Thirty minutes later, Josh Manning saw Leia escaping her first class of the day. Mentally noting her distressed expression, he whirled her around and kissed her passionately in front of the other class escapees in the hallway. He was red-haired, even taller than Leia and lanky. He also had more than a bit of Southern charm to accompany his slight
drawl. Suddenly, he pulled back,
confused and concerned. Alabama
“Your skin is, like, really hot!” Josh put his hand on her forehead. “You have a fever or something?”
“I’m fine,” Leia pulled back and glared at Josh. “Now what are you doing?

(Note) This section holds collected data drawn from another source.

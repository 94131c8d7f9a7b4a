//! Command-line interface
//!
//! This module contains the CLI commands and argument parsing
//! for the powchain binary.

pub mod commands;

pub use commands::{Command, OwnerKeyArg, Opt};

You said you’d keep things mellow on-campus!”
“You looked like you needed cheering up,” Josh said.
Leia facepalmed. And a moment later, she grabbed his arms in a rage.
“What is wrong with you?” Leia screamed. “Save that stuff for when we’re alone!”
How can readers find you on the Internet?
Thank you, Allen, for sharing this book with my blog readers and me. I’m sure I’ll enjoy reading it.